Słyszałem głośne i wyraźne znaki ostrzegawcze – od krewnych, przyjaciół, książek i internetu – i je zignorowałem.
„Nie trzymaj dziecka cały czas po ukończeniu 3 miesiąca życia” poradniki powiedział. „Zanim twoje dziecko osiągnie 6 miesięcy, powinno być w stanie„ ułożyć się spać ”, powiedzieli przyjaciele i rodzina mojej żonie i mnie. Ostrzegano nas, że jeśli tego nie zrobimy rada mędrca, skończyliśmy z dzieckiem, które nie wiedziało, jak się uspokoić i które nie przesypiałoby samotnie nocy. Oczywiście chcieliśmy, żeby nasz syn był dobrze przystosowany — kochał uczucia, ale też lubił bawić się samemu. I na pewno chcieliśmy, żeby każdej nocy spał dobrze i długo w swoim łóżeczku.
Ale tak jak powiedziałem, zignorowaliśmy wszystkie te rady. A teraz miej dziecko, które najgorzej śpi na świecie.
Więcej: Do moich przyjaciół, którzy nie lubią dzieci: byłem kiedyś tobą
Moje dziecko zawsze chciało być trzymane, co było dobre i dobre, ponieważ kiedy dzieci są małe – nie mają jeszcze 3 miesięcy – jesteś
Potem nadeszło 6 miesięcy. Nadal chciał być trzymany — cały czas. Musiał być kołysany i uspokajany, żeby zasnąć na drzemki i na noc. Obudziłby się natychmiast, gdybyś próbował go uśpić, zanim był nieprzytomny przez dobrą, długą chwilę w twoich ramionach. I nawet wtedy była to kręcenie.
Czytamy, że w wieku 6 miesięcy dzieci zaczynają rozwijać lęk separacyjny. Nasze dziecko płakało, kiedy zostawiliśmy go w jego łóżeczku, ponieważ teraz wiedział zostawiliśmy go tam zupełnie samego; czuł się opuszczony! Nie moglibyśmy tak po prostu zostawić go tam, żeby płakał! Więc wchodziliśmy, podnosiliśmy go i kołysaliśmy z powrotem do snu. Znowu budził się, gdy tylko położyliśmy go w łóżeczku — albo spał godzinę lub dwie, czasem krócej, a potem znowu wrzasnął o uwagę.

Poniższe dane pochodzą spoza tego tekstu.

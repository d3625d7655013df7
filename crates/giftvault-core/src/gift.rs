//! Two-shape gift payloads and the canonical dedup key.
//!
//! Upstream reports gifts in two shapes, regular and unique. Both carry the
//! same logical fields under different paths, some of them nested inside a
//! wrapped `gift` object. [`GiftPayload`] hides the difference behind uniform
//! accessors so that the realtime path and the poll path derive identical
//! candidates (and identical dedup keys) from identical data.

use serde::{Deserialize, Serialize};

use crate::serde_helpers::{lenient, lenient_string, lenient_u64, non_blank};
use crate::types::{Item, MediaKind, MediaRef};

/// Prefix of keys derived when no owned-instance id is available.
pub const FALLBACK_KEY_PREFIX: &str = "fallback:";

const MISSING_PART: &str = "-";

/// Fallback dedup key: `fallback:{item_id}:{display_name}:{serial_number}`,
/// with `-` standing in for each absent part.
pub fn fallback_key(
    item_id: Option<&str>,
    display_name: Option<&str>,
    serial_number: Option<u64>,
) -> String {
    let serial = serial_number.map(|n| n.to_string());
    format!(
        "{FALLBACK_KEY_PREFIX}{}:{}:{}",
        non_blank(item_id).unwrap_or(MISSING_PART),
        non_blank(display_name).unwrap_or(MISSING_PART),
        serial.as_deref().unwrap_or(MISSING_PART),
    )
}

// ─── Wire shapes ──────────────────────────────────────────────────

/// Sticker file handle.
#[derive(Debug, Clone, Default, PartialEq, Eq, Serialize, Deserialize)]
pub struct StickerRef {
    #[serde(default, deserialize_with = "lenient_string")]
    pub file_id: Option<String>,
}

/// A media field as upstream sends it: either a sticker (`{file_id}`) or a
/// symbol/model object that nests its sticker (`{name, sticker: {file_id}}`).
#[derive(Debug, Clone, Default, PartialEq, Eq, Serialize, Deserialize)]
pub struct AssetRef {
    #[serde(default, deserialize_with = "lenient_string")]
    pub file_id: Option<String>,
    #[serde(default, deserialize_with = "lenient")]
    pub sticker: Option<StickerRef>,
}

impl AssetRef {
    pub fn file_id(&self) -> Option<&str> {
        non_blank(self.file_id.as_deref()).or_else(|| {
            self.sticker
                .as_ref()
                .and_then(|s| non_blank(s.file_id.as_deref()))
        })
    }
}

/// Gift definition nested under a `gift` key.
#[derive(Debug, Clone, Default, PartialEq, Eq, Serialize, Deserialize)]
pub struct WrappedGift {
    #[serde(default, deserialize_with = "lenient_string")]
    pub id: Option<String>,
    #[serde(default, deserialize_with = "lenient_string")]
    pub gift_id: Option<String>,
    #[serde(default, deserialize_with = "lenient_string")]
    pub name: Option<String>,
    #[serde(default, deserialize_with = "lenient_string")]
    pub base_name: Option<String>,
    #[serde(default, deserialize_with = "lenient_u64")]
    pub number: Option<u64>,
    #[serde(default, deserialize_with = "lenient")]
    pub sticker: Option<AssetRef>,
    #[serde(default, deserialize_with = "lenient")]
    pub symbol: Option<AssetRef>,
}

/// Regular (non-upgraded) gift.
#[derive(Debug, Clone, Default, PartialEq, Eq, Serialize, Deserialize)]
pub struct RegularGift {
    #[serde(default, deserialize_with = "lenient_string")]
    pub id: Option<String>,
    #[serde(default, deserialize_with = "lenient_string")]
    pub unique_id: Option<String>,
    #[serde(default, deserialize_with = "lenient_string")]
    pub name: Option<String>,
    #[serde(default, deserialize_with = "lenient")]
    pub sticker: Option<AssetRef>,
    #[serde(default, deserialize_with = "lenient_string")]
    pub owned_gift_id: Option<String>,
    #[serde(default, deserialize_with = "lenient")]
    pub gift: Option<WrappedGift>,
}

/// Unique (upgraded, numbered) gift.
#[derive(Debug, Clone, Default, PartialEq, Eq, Serialize, Deserialize)]
pub struct UniqueGift {
    #[serde(default, deserialize_with = "lenient_string")]
    pub id: Option<String>,
    #[serde(default, deserialize_with = "lenient_string")]
    pub gift_id: Option<String>,
    #[serde(default, deserialize_with = "lenient_string")]
    pub name: Option<String>,
    #[serde(default, deserialize_with = "lenient_string")]
    pub base_name: Option<String>,
    #[serde(default, deserialize_with = "lenient_u64")]
    pub number: Option<u64>,
    #[serde(default, deserialize_with = "lenient")]
    pub sticker: Option<AssetRef>,
    #[serde(default, deserialize_with = "lenient")]
    pub symbol: Option<AssetRef>,
    #[serde(default, deserialize_with = "lenient_string")]
    pub owned_gift_id: Option<String>,
    #[serde(default, deserialize_with = "lenient")]
    pub gift: Option<WrappedGift>,
}

// ─── Payload ──────────────────────────────────────────────────────

/// A gift as reported by either channel.
#[derive(Debug, Clone, PartialEq, Eq)]
pub enum GiftPayload {
    Regular(RegularGift),
    Unique(UniqueGift),
}

impl GiftPayload {
    fn wrapped(&self) -> Option<&WrappedGift> {
        match self {
            Self::Regular(g) => g.gift.as_ref(),
            Self::Unique(g) => g.gift.as_ref(),
        }
    }

    pub fn is_unique(&self) -> bool {
        matches!(self, Self::Unique(_))
    }

    /// Identifier of the gift definition.
    pub fn item_id(&self) -> Option<&str> {
        let own = match self {
            Self::Regular(g) => {
                non_blank(g.unique_id.as_deref()).or_else(|| non_blank(g.id.as_deref()))
            }
            Self::Unique(g) => {
                non_blank(g.id.as_deref()).or_else(|| non_blank(g.gift_id.as_deref()))
            }
        };
        own.or_else(|| {
            self.wrapped()
                .and_then(|w| non_blank(w.id.as_deref()).or_else(|| non_blank(w.gift_id.as_deref())))
        })
    }

    /// Identifier of this owned instance, if the source reported one.
    pub fn owned_id(&self) -> Option<&str> {
        match self {
            Self::Regular(g) => non_blank(g.owned_gift_id.as_deref()),
            Self::Unique(g) => non_blank(g.owned_gift_id.as_deref()),
        }
    }

    pub fn display_name(&self) -> Option<&str> {
        let own = match self {
            Self::Regular(g) => non_blank(g.name.as_deref()),
            Self::Unique(g) => {
                non_blank(g.name.as_deref()).or_else(|| non_blank(g.base_name.as_deref()))
            }
        };
        own.or_else(|| {
            self.wrapped().and_then(|w| {
                non_blank(w.name.as_deref()).or_else(|| non_blank(w.base_name.as_deref()))
            })
        })
    }

    /// Serial number; only unique gifts are numbered.
    pub fn serial_number(&self) -> Option<u64> {
        match self {
            Self::Regular(_) => None,
            Self::Unique(g) => g.number.or_else(|| g.gift.as_ref().and_then(|w| w.number)),
        }
    }

    /// Media reference resolved by priority: own sticker, own symbol,
    /// wrapped sticker, wrapped symbol.
    pub fn media_ref(&self) -> Option<MediaRef> {
        let (own_sticker, own_symbol) = match self {
            Self::Regular(g) => (g.sticker.as_ref(), None),
            Self::Unique(g) => (g.sticker.as_ref(), g.symbol.as_ref()),
        };
        let wrapped = self.wrapped();
        let priority = [
            (own_sticker, MediaKind::Sticker),
            (own_symbol, MediaKind::Symbol),
            (wrapped.and_then(|w| w.sticker.as_ref()), MediaKind::Sticker),
            (wrapped.and_then(|w| w.symbol.as_ref()), MediaKind::Symbol),
        ];
        priority.into_iter().find_map(|(asset, kind)| {
            asset.and_then(AssetRef::file_id).map(|file_id| MediaRef {
                kind,
                file_id: file_id.to_owned(),
            })
        })
    }

    /// Extract a store candidate observed at `observed_at_ms`.
    pub fn to_candidate(&self, observed_at_ms: i64) -> GiftCandidate {
        GiftCandidate {
            item_id: self.item_id().map(str::to_owned),
            owned_id: self.owned_id().map(str::to_owned),
            display_name: self.display_name().map(str::to_owned),
            serial_number: self.serial_number(),
            media_ref: self.media_ref(),
            observed_at_ms,
        }
    }
}

// ─── Candidate ────────────────────────────────────────────────────

/// A gift extracted from either channel, not yet stored.
#[derive(Debug, Clone, PartialEq, Eq)]
pub struct GiftCandidate {
    pub item_id: Option<String>,
    pub owned_id: Option<String>,
    pub display_name: Option<String>,
    pub serial_number: Option<u64>,
    pub media_ref: Option<MediaRef>,
    pub observed_at_ms: i64,
}

impl GiftCandidate {
    /// Canonical dedup key, shared by every producer: the trimmed owned id,
    /// or [`fallback_key`] when the owned id is absent or blank.
    pub fn dedup_key(&self) -> String {
        match non_blank(self.owned_id.as_deref()) {
            Some(id) => id.to_owned(),
            None => fallback_key(
                self.item_id.as_deref(),
                self.display_name.as_deref(),
                self.serial_number,
            ),
        }
    }

    /// Freeze the candidate into a stored item keyed by [`Self::dedup_key`].
    pub fn into_item(self) -> Item {
        let owned_id = self.dedup_key();
        Item {
            item_id: self.item_id,
            owned_id,
            display_name: self.display_name,
            serial_number: self.serial_number,
            observed_at_ms: self.observed_at_ms,
            media_ref: self.media_ref,
        }
    }
}
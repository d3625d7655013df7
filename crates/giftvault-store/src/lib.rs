//! giftvault-store: durable state of the reconciliation cache.
//! Per-owner deduplicated gift records, the cached connection identifier,
//! and the atomic file writes both rely on.

pub mod atomic;
pub mod error;
pub mod identity;
pub mod records;
pub mod vault;

pub use error::StoreError;
pub use identity::{IdentityCache, IdentitySource};
pub use records::{RecordStore, load_snapshot};
pub use vault::{IDENTITY_FILE, SNAPSHOT_FILE, SharedVault, Vault};
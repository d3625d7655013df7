//! Error types for the record store.

use std::path::PathBuf;

use thiserror::Error;

#[derive(Debug, Error)]
pub enum StoreError {
    #[error("store io error at {path}: {source}")]
    Io {
        path: PathBuf,
        #[source]
        source: std::io::Error,
    },

    #[error("failed to serialize snapshot: {0}")]
    Serialize(#[from] serde_json::Error),

    #[error("failed to commit {path}: {source}")]
    Persist {
        path: PathBuf,
        #[source]
        source: std::io::Error,
    },
}

impl StoreError {
    pub(crate) fn io(path: impl Into<PathBuf>, source: std::io::Error) -> Self {
        Self::Io {
            path: path.into(),
            source,
        }
    }
}
//! giftvault: gift ownership reconciliation cache.
//! Single-process binary running the update stream, the reconciliation
//! poller and the status socket in-process.

use clap::Parser;

mod ack;
mod cli;
mod client;
mod daemon;
mod pump;
mod server;

#[tokio::main]
async fn main() -> anyhow::Result<()> {
    let args = cli::Cli::parse();
    let socket_path = args.socket_path.unwrap_or_else(cli::default_socket_path);

    match args.command {
        cli::Command::Daemon(opts) => {
            let filter = std::env::var("GIFTVAULT_LOG")
                .or_else(|_| std::env::var("RUST_LOG"))
                .unwrap_or_else(|_| "info".to_string());
            tracing_subscriber::fmt()
                .with_env_filter(tracing_subscriber::EnvFilter::new(filter))
                .init();

            tracing::info!("giftvault daemon starting");
            daemon::run_daemon(opts, &socket_path).await?;
        }
        cli::Command::Status(opts) => {
            client::cmd_status(&socket_path, opts.json).await?;
        }
        cli::Command::Gifts(opts) => {
            client::cmd_gifts(&socket_path, opts.owner.as_deref(), opts.output.json).await?;
        }
    }

    Ok(())
}
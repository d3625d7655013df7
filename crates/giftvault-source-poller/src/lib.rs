//! giftvault-source-poller: periodic reconciliation against the
//! "list owned gifts" operation. Catches gifts the realtime stream missed.

pub mod poller;
pub mod reconcile;
pub mod schedule;

pub use poller::{CycleReport, PollerConfig, PollerStatus, ReconciliationPoller, SkipReason};
pub use reconcile::{ReconcileSummary, reconcile_gifts};
pub use schedule::{FailureVerdict, PollPhase, PollSchedule, TickDecision};
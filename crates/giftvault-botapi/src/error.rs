//! Bot API failures and their classification.

use std::fmt;
use std::time::Duration;

use serde::Serialize;
use thiserror::Error;

#[derive(Debug, Error)]
pub enum BotApiError {
    #[error("network error: {0}")]
    Network(String),

    #[error("rate limited (retry after {retry_after:?})")]
    RateLimited { retry_after: Option<Duration> },

    #[error("unauthorized: {0}")]
    Unauthorized(String),

    /// The business connection id was refused; the token itself may be fine.
    #[error("business connection rejected: {0}")]
    ConnectionRejected(String),

    #[error("api error {code}: {description}")]
    Api { code: i64, description: String },

    #[error("malformed response: {0}")]
    Malformed(String),
}

/// Coarse failure class used by retry and backoff policy.
#[derive(Debug, Clone, Copy, PartialEq, Eq, Serialize)]
#[serde(rename_all = "snake_case")]
pub enum FailureKind {
    Transient,
    RateLimited,
    Unauthorized,
    Malformed,
}

impl FailureKind {
    pub fn as_str(self) -> &'static str {
        match self {
            Self::Transient => "transient",
            Self::RateLimited => "rate_limited",
            Self::Unauthorized => "unauthorized",
            Self::Malformed => "malformed",
        }
    }
}

impl fmt::Display for FailureKind {
    fn fmt(&self, f: &mut fmt::Formatter<'_>) -> fmt::Result {
        f.write_str(self.as_str())
    }
}

/// Descriptions the Bot API uses when a business connection id is unknown,
/// revoked or lacks the rights for the call. They arrive as plain 400s.
const CONNECTION_REJECTIONS: [&str; 2] = [
    "BUSINESS_CONNECTION_INVALID",
    "BUSINESS_CONNECTION_NOT_ALLOWED",
];

impl BotApiError {
    /// Classify an error response by HTTP status / Bot API `error_code`.
    pub fn from_code(code: i64, description: String, retry_after: Option<u64>) -> Self {
        match code {
            429 => Self::RateLimited {
                retry_after: retry_after.map(Duration::from_secs),
            },
            401 | 403 => Self::Unauthorized(description),
            _ if CONNECTION_REJECTIONS.iter().any(|m| description.contains(m)) => {
                Self::ConnectionRejected(description)
            }
            _ => Self::Api { code, description },
        }
    }

    pub fn failure_kind(&self) -> FailureKind {
        match self {
            Self::Network(_) => FailureKind::Transient,
            Self::RateLimited { .. } => FailureKind::RateLimited,
            Self::Unauthorized(_) | Self::ConnectionRejected(_) => FailureKind::Unauthorized,
            // 5xx is upstream trouble; other codes usually mean a bad request
            // that will not fix itself.
            Self::Api { code, .. } if *code >= 500 => FailureKind::Transient,
            Self::Api { .. } | Self::Malformed(_) => FailureKind::Malformed,
        }
    }

    pub fn retry_after(&self) -> Option<Duration> {
        match self {
            Self::RateLimited { retry_after } => *retry_after,
            _ => None,
        }
    }
}

impl From<reqwest::Error> for BotApiError {
    fn from(e: reqwest::Error) -> Self {
        // Request URLs embed the bot token.
        let e = e.without_url();
        if e.is_decode() {
            Self::Malformed(e.to_string())
        } else {
            Self::Network(e.to_string())
        }
    }
}

#[cfg(test)]
mod tests {
    use super::*;

    #[test]
    fn codes_map_to_variants() {
        assert!(matches!(
            BotApiError::from_code(429, "Too Many Requests".into(), Some(7)),
            BotApiError::RateLimited { retry_after: Some(d) } if d == Duration::from_secs(7)
        ));
        assert!(matches!(
            BotApiError::from_code(401, "Unauthorized".into(), None),
            BotApiError::Unauthorized(_)
        ));
        assert!(matches!(
            BotApiError::from_code(403, "Forbidden".into(), None),
            BotApiError::Unauthorized(_)
        ));
        assert!(matches!(
            BotApiError::from_code(400, "Bad Request: chat not found".into(), None),
            BotApiError::Api { code: 400, .. }
        ));
    }

    #[test]
    fn rejected_connection_counts_as_unauthorized() {
        for description in [
            "Bad Request: BUSINESS_CONNECTION_INVALID",
            "Bad Request: BUSINESS_CONNECTION_NOT_ALLOWED",
        ] {
            let err = BotApiError::from_code(400, description.into(), None);
            assert!(matches!(err, BotApiError::ConnectionRejected(_)), "got {err:?}");
            assert_eq!(err.failure_kind(), FailureKind::Unauthorized);
            assert_eq!(err.retry_after(), None);
        }
    }

    #[test]
    fn classification() {
        assert_eq!(
            BotApiError::Network("reset".into()).failure_kind(),
            FailureKind::Transient
        );
        assert_eq!(
            BotApiError::Api { code: 502, description: "Bad Gateway".into() }.failure_kind(),
            FailureKind::Transient
        );
        assert_eq!(
            BotApiError::Api { code: 400, description: "Bad Request".into() }.failure_kind(),
            FailureKind::Malformed
        );
        assert_eq!(
            BotApiError::Unauthorized("x".into()).failure_kind(),
            FailureKind::Unauthorized
        );
    }

    #[test]
    fn retry_after_only_for_rate_limit() {
        let limited = BotApiError::RateLimited {
            retry_after: Some(Duration::from_secs(30)),
        };
        assert_eq!(limited.retry_after(), Some(Duration::from_secs(30)));
        assert_eq!(BotApiError::Network("x".into()).retry_after(), None);
    }
}
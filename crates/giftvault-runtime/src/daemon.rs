//! Daemon wiring: vault, update pump, reconciliation poller, ack worker and
//! status server, all stopped by one cancellation token.

use std::sync::Arc;
use std::time::Duration;

use chrono::{DateTime, Utc};
use giftvault_botapi::HttpBotApi;
use giftvault_source_events::EventIngestor;
use giftvault_source_poller::{PollerStatus, ReconciliationPoller};
use giftvault_store::{SharedVault, Vault};
use tokio::sync::watch;
use tokio::task::JoinHandle;
use tokio_util::sync::CancellationToken;

use crate::cli::DaemonOpts;
use crate::pump::{PumpConfig, run_update_pump};
use crate::{ack, server};

const SHUTDOWN_GRACE: Duration = Duration::from_secs(10);

/// Read-only view handed to the status server.
pub struct DaemonState {
    pub vault: SharedVault,
    pub poller_status: watch::Receiver<PollerStatus>,
    pub started_at: DateTime<Utc>,
    pub acks_enabled: bool,
}

pub async fn run_daemon(opts: DaemonOpts, socket_path: &str) -> anyhow::Result<()> {
    let token = opts
        .bot_token
        .as_deref()
        .map(str::trim)
        .filter(|t| !t.is_empty())
        .ok_or_else(|| anyhow::anyhow!("GIFTS_BOT_TOKEN is not set (use --bot-token or the env var)"))?;

    let vault = Vault::open(&opts.data_dir, opts.connection_id.as_deref())?;
    tracing::info!(
        data_dir = %opts.data_dir.display(),
        owners = vault.records.owner_count(),
        items = vault.records.item_count(),
        identity = vault.identity.source().map_or("none", |s| s.as_str()),
        "vault loaded"
    );
    let vault = vault.into_shared();

    let api = Arc::new(HttpBotApi::new(token, opts.api_base_url.as_str())?);
    let cancel = CancellationToken::new();
    let ingestor = EventIngestor::default();

    // Subscribe before the pump starts so no notice is missed.
    let ack_handle = if opts.no_ack {
        tracing::info!("acknowledgments disabled");
        None
    } else {
        let notices = ingestor.subscribe();
        Some(tokio::spawn(ack::run_ack_worker(
            Arc::clone(&api),
            notices,
            cancel.child_token(),
        )))
    };

    let poller = ReconciliationPoller::new(Arc::clone(&api), Arc::clone(&vault), opts.poller_config());
    let poller_status = poller.status();
    let mut poll_handle = poller.spawn(cancel.child_token());

    let mut pump_handle = tokio::spawn(run_update_pump(
        Arc::clone(&api),
        ingestor,
        Arc::clone(&vault),
        cancel.child_token(),
        PumpConfig::default(),
    ));

    let state = Arc::new(DaemonState {
        vault,
        poller_status,
        started_at: Utc::now(),
        acks_enabled: !opts.no_ack,
    });
    let listener = match server::bind_socket(socket_path).await {
        Ok(listener) => listener,
        Err(e) => {
            cancel.cancel();
            return Err(e);
        }
    };
    let server_cancel = cancel.child_token();
    let mut server_handle = tokio::spawn(async move {
        if let Err(e) = server::serve(listener, state, server_cancel).await {
            tracing::error!("UDS server error: {e}");
        }
    });

    let finished = tokio::select! {
        () = shutdown_signal() => None,
        res = &mut poll_handle => {
            log_join("poller", res);
            Some("poller")
        }
        res = &mut pump_handle => {
            log_join("update pump", res);
            Some("update pump")
        }
        res = &mut server_handle => {
            log_join("server", res);
            Some("server")
        }
    };
    if let Some(name) = finished {
        tracing::warn!("{name} exited unexpectedly");
    }

    cancel.cancel();
    let handles = [
        ("poller", poll_handle),
        ("update pump", pump_handle),
        ("server", server_handle),
    ]
    .into_iter()
    .chain(ack_handle.map(|h| ("ack worker", h)));
    for (name, handle) in handles {
        if finished != Some(name) {
            drain(name, handle).await;
        }
    }

    let _ = std::fs::remove_file(socket_path);
    tracing::info!("daemon stopped");
    Ok(())
}

/// Wait for ctrl-c or SIGTERM.
async fn shutdown_signal() {
    #[cfg(unix)]
    {
        use tokio::signal::unix::{SignalKind, signal};
        match signal(SignalKind::terminate()) {
            Ok(mut sigterm) => {
                tokio::select! {
                    _ = tokio::signal::ctrl_c() => tracing::info!("received ctrl-c, shutting down"),
                    _ = sigterm.recv() => tracing::info!("received SIGTERM, shutting down"),
                }
                return;
            }
            Err(e) => tracing::warn!("cannot register SIGTERM handler: {e}"),
        }
    }

    if let Err(e) = tokio::signal::ctrl_c().await {
        tracing::error!("cannot listen for ctrl-c: {e}");
        std::future::pending::<()>().await;
    }
    tracing::info!("received ctrl-c, shutting down");
}

async fn drain(name: &str, handle: JoinHandle<()>) {
    match tokio::time::timeout(SHUTDOWN_GRACE, handle).await {
        Ok(res) => log_join(name, res),
        Err(_) => tracing::warn!("{name} did not stop within {SHUTDOWN_GRACE:?}"),
    }
}

fn log_join(name: &str, res: Result<(), tokio::task::JoinError>) {
    if let Err(e) = res {
        tracing::error!("{name} task failed: {e}");
    }
}
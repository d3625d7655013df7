//! UDS JSON-RPC client for CLI subcommands.

use std::fmt::Write as _;

use serde_json::Value;
use tokio::io::{AsyncBufReadExt, AsyncWriteExt, BufReader};
use tokio::net::UnixStream;

pub(crate) async fn rpc_call(
    socket_path: &str,
    method: &str,
    params: Value,
) -> anyhow::Result<Value> {
    let stream = UnixStream::connect(socket_path)
        .await
        .map_err(|e| anyhow::anyhow!("cannot connect to daemon at {socket_path}: {e}"))?;

    let (reader, mut writer) = stream.into_split();

    let request = serde_json::json!({
        "jsonrpc": "2.0",
        "method": method,
        "params": params,
        "id": 1,
    });
    let mut req = serde_json::to_string(&request)?;
    req.push('\n');
    writer.write_all(req.as_bytes()).await?;
    writer.shutdown().await?;

    let mut reader = BufReader::new(reader);
    let mut line = String::new();
    reader.read_line(&mut line).await?;

    let response: Value = serde_json::from_str(line.trim())?;

    if let Some(error) = response.get("error") {
        anyhow::bail!("RPC error: {error}");
    }

    Ok(response["result"].clone())
}

/// `giftvault status`
pub async fn cmd_status(socket_path: &str, json: bool) -> anyhow::Result<()> {
    let status = rpc_call(socket_path, "status", serde_json::json!({})).await?;
    if json {
        println!("{}", serde_json::to_string_pretty(&status)?);
    } else {
        print!("{}", format_status(&status));
    }
    Ok(())
}

/// `giftvault gifts [--owner ID]`
pub async fn cmd_gifts(socket_path: &str, owner: Option<&str>, json: bool) -> anyhow::Result<()> {
    let params = match owner {
        Some(o) => serde_json::json!({"owner": o}),
        None => serde_json::json!({}),
    };
    let groups = rpc_call(socket_path, "list_gifts", params).await?;
    if json {
        println!("{}", serde_json::to_string_pretty(&groups)?);
    } else {
        print!("{}", format_gifts(&groups));
    }
    Ok(())
}

pub(crate) fn format_status(status: &Value) -> String {
    let identity = match (
        status["identity"]["known"].as_bool(),
        status["identity"]["source"].as_str(),
    ) {
        (Some(true), Some(source)) => format!("known ({source})"),
        (Some(true), None) => "known".to_string(),
        _ => "not yet captured".to_string(),
    };

    let poller = &status["poller"];
    let mut out = String::new();
    let _ = writeln!(out, "connection: {identity}");
    let _ = writeln!(
        out,
        "gifts:      {} across {} owners",
        status["items"].as_u64().unwrap_or(0),
        status["owners"].as_u64().unwrap_or(0),
    );
    let _ = writeln!(
        out,
        "poller:     {} (cycles {}, synced {} new, failures {})",
        poller["phase"].as_str().unwrap_or("?"),
        poller["cycles"].as_u64().unwrap_or(0),
        poller["total_inserted"].as_u64().unwrap_or(0),
        poller["consecutive_failures"].as_u64().unwrap_or(0),
    );
    if poller["identity_suspect"].as_bool() == Some(true) {
        let _ = writeln!(out, "warning:    connection id keeps being rejected, it may be stale");
    }
    if let Some(last) = describe_cycle(&poller["last_cycle"]) {
        let _ = writeln!(out, "last cycle: {last}");
    }
    let _ = writeln!(
        out,
        "acks:       {}",
        if status["acks_enabled"].as_bool() == Some(true) { "on" } else { "off" }
    );
    let _ = writeln!(out, "uptime:     {}s", status["uptime_secs"].as_i64().unwrap_or(0));
    out
}

fn describe_cycle(cycle: &Value) -> Option<String> {
    let text = match cycle["outcome"].as_str()? {
        "synced" => format!(
            "synced {} fetched, {} new",
            cycle["fetched"].as_u64().unwrap_or(0),
            cycle["inserted"].as_u64().unwrap_or(0),
        ),
        "skipped" => match cycle["reason"].as_str() {
            Some("backoff") => format!(
                "backing off ({} ticks left)",
                cycle["remaining_ticks"].as_u64().unwrap_or(0)
            ),
            _ => "waiting for a business connection".to_string(),
        },
        "failed" => format!(
            "failed [{}] {}",
            cycle["kind"].as_str().unwrap_or("?"),
            cycle["error"].as_str().unwrap_or(""),
        ),
        other => other.to_string(),
    };
    Some(text)
}

pub(crate) fn format_gifts(groups: &Value) -> String {
    let Some(groups) = groups.as_array().filter(|g| !g.is_empty()) else {
        return "no gifts stored\n".to_string();
    };

    let mut out = String::new();
    for group in groups {
        let items = group["items"].as_array().map_or(&[][..], Vec::as_slice);
        let _ = writeln!(
            out,
            "{} ({} gifts)",
            group["owner"].as_str().unwrap_or("?"),
            items.len()
        );
        for item in items {
            let mut line = format!(
                "  {}  {}",
                item["ownedId"].as_str().unwrap_or("-"),
                item["displayName"].as_str().unwrap_or("-"),
            );
            if let Some(serial) = item["serialNumber"].as_u64() {
                let _ = write!(line, " #{serial}");
            }
            out.push_str(&line);
            out.push('\n');
        }
    }
    out
}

Więcej:3 rzeczy, które zaplanowałem na moje narodziny, a które zdecydowanie nie poszły zgodnie z planem
Teraz każdej nocy kładziemy nasze 9-miesięczne dziecko do łóżka. Czasami śpi przez duże kawałki czasu; czasami budzi się z chęcią przytulenia się, jedzenia lub zabawy w środku nocy. To wciąż dość wyczerpujące, ale skupiamy się na jego osobowości i potrzebach, zamiast próbować z nimi walczyć. I możemy, ale nie musi, porzucić tę obecną teorię/praktykę i zdecydować, że rzeczywiście musimy go torturować – hm, trenować go przez sen – przez kilka nocy, abyśmy wszyscy mogli odpocząć, czego potrzebujemy.
Więcej:Kiedy piersi nie są najlepsze
Ludzie myślą, że moja żona i ja rozpieszczamy naszego syna, trzymając go tak mocno lub nie ćwicząc snu. Ale lubię myśleć o tym bardziej jako o dawaniu naszemu dziecku tego, czego teraz potrzebuje. Jasne, jeśli skończy 13 lat i nadal będzie potrzebował butelki i przytulenia, żeby zasnąć, mogę przemyśleć całą sprawę. Na razie jednak postaram się nie bić siebie za robienie tego, co mam nadzieję ostatecznie podąża za wskazówkami najważniejszej osoby w moim życiu i odpowiada na nie.